Read the data below line by line and copy each one with "SessionManager" in it.

Records for processing
::::::::
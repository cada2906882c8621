//! Session manager: who is using the client right now
//!
//! State machine: `LoggedOut -> (login) -> LoggedIn -> (logout) -> LoggedOut`.
//! Registration never changes the session. The active user's public view is
//! cached in memory and mirrored to the persisted session slot so it
//! survives restarts until an explicit logout.

use crate::credentials::CredentialHasher;
use arena_core::{ArenaError, NewUser, PublicUser, RecordStore, Result, SessionPersistence, User};
use chrono::{SubsecRound, Utc};
use std::sync::Arc;
use tokio::sync::RwLock;

pub struct SessionManager {
    store: Arc<dyn RecordStore>,
    persistence: Arc<dyn SessionPersistence>,
    hasher: CredentialHasher,
    current: RwLock<Option<PublicUser>>,
}

impl SessionManager {
    /// Build a manager, restoring any session persisted by a previous run
    pub async fn restore(
        store: Arc<dyn RecordStore>,
        persistence: Arc<dyn SessionPersistence>,
        hasher: CredentialHasher,
    ) -> Result<Self> {
        let current = persistence.load_session().await?;
        if let Some(user) = &current {
            tracing::debug!(email = %user.email, "restored session");
        }

        Ok(Self {
            store,
            persistence,
            hasher,
            current: RwLock::new(current),
        })
    }

    /// Create an account
    ///
    /// # Errors
    ///
    /// `ArenaError::DuplicateKey` if the email is taken,
    /// `ArenaError::InvalidInput` for an empty username or malformed email
    pub async fn register(&self, new_user: NewUser) -> Result<PublicUser> {
        let email = new_user.email.trim().to_string();
        validate_email(&email)?;

        let username = new_user.username.trim().to_string();
        if username.is_empty() {
            return Err(ArenaError::invalid_input("username is empty"));
        }

        // Cheap pre-check before paying for a hash; the primary key still
        // decides races.
        if self.store.get_user(&email).await?.is_some() {
            tracing::debug!(%email, "registration rejected: email taken");
            return Err(ArenaError::duplicate("User", email));
        }

        let user = User {
            password_hash: self.hasher.hash(&new_user.secret).await?,
            email,
            username,
            // Stored with microsecond precision
            created_at: Utc::now().trunc_subsecs(6),
        };
        self.store.insert_user(&user).await?;

        tracing::info!(email = %user.email, "user registered");
        Ok(user.public())
    }

    /// Authenticate and make `email` the active user
    ///
    /// A failed attempt leaves the current session exactly as it was.
    ///
    /// # Errors
    ///
    /// `ArenaError::UserNotFound` for an unknown email,
    /// `ArenaError::InvalidCredential` for a wrong secret
    pub async fn login(&self, email: &str, secret: &str) -> Result<PublicUser> {
        let email = email.trim();
        let user = self
            .store
            .get_user(email)
            .await?
            .ok_or_else(|| ArenaError::UserNotFound(email.to_string()))?;

        if !self.hasher.verify(secret, &user.password_hash).await? {
            tracing::warn!(%email, "login rejected: invalid credential");
            return Err(ArenaError::InvalidCredential);
        }

        let public = user.public();
        self.persistence.save_session(&public).await?;
        *self.current.write().await = Some(public.clone());

        tracing::info!(%email, "user logged in");
        Ok(public)
    }

    /// End the session; logging out twice is fine
    pub async fn logout(&self) -> Result<()> {
        self.persistence.clear_session().await?;

        if let Some(user) = self.current.write().await.take() {
            tracing::info!(email = %user.email, "user logged out");
        }

        Ok(())
    }

    /// The active user, if any
    pub async fn current_user(&self) -> Option<PublicUser> {
        self.current.read().await.clone()
    }

    pub async fn is_logged_in(&self) -> bool {
        self.current.read().await.is_some()
    }

    /// The active user's email, or `ArenaError::NotLoggedIn`
    pub async fn require_email(&self) -> Result<String> {
        self.current
            .read()
            .await
            .as_ref()
            .map(|user| user.email.clone())
            .ok_or(ArenaError::NotLoggedIn)
    }
}

fn validate_email(email: &str) -> Result<()> {
    match email.split_once('@') {
        Some((local, domain)) if !local.is_empty() && !domain.is_empty() => Ok(()),
        _ => Err(ArenaError::invalid_input(format!(
            "malformed email: {:?}",
            email
        ))),
    }
}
::::::::
Result of this task
pub struct SessionManager {
impl SessionManager {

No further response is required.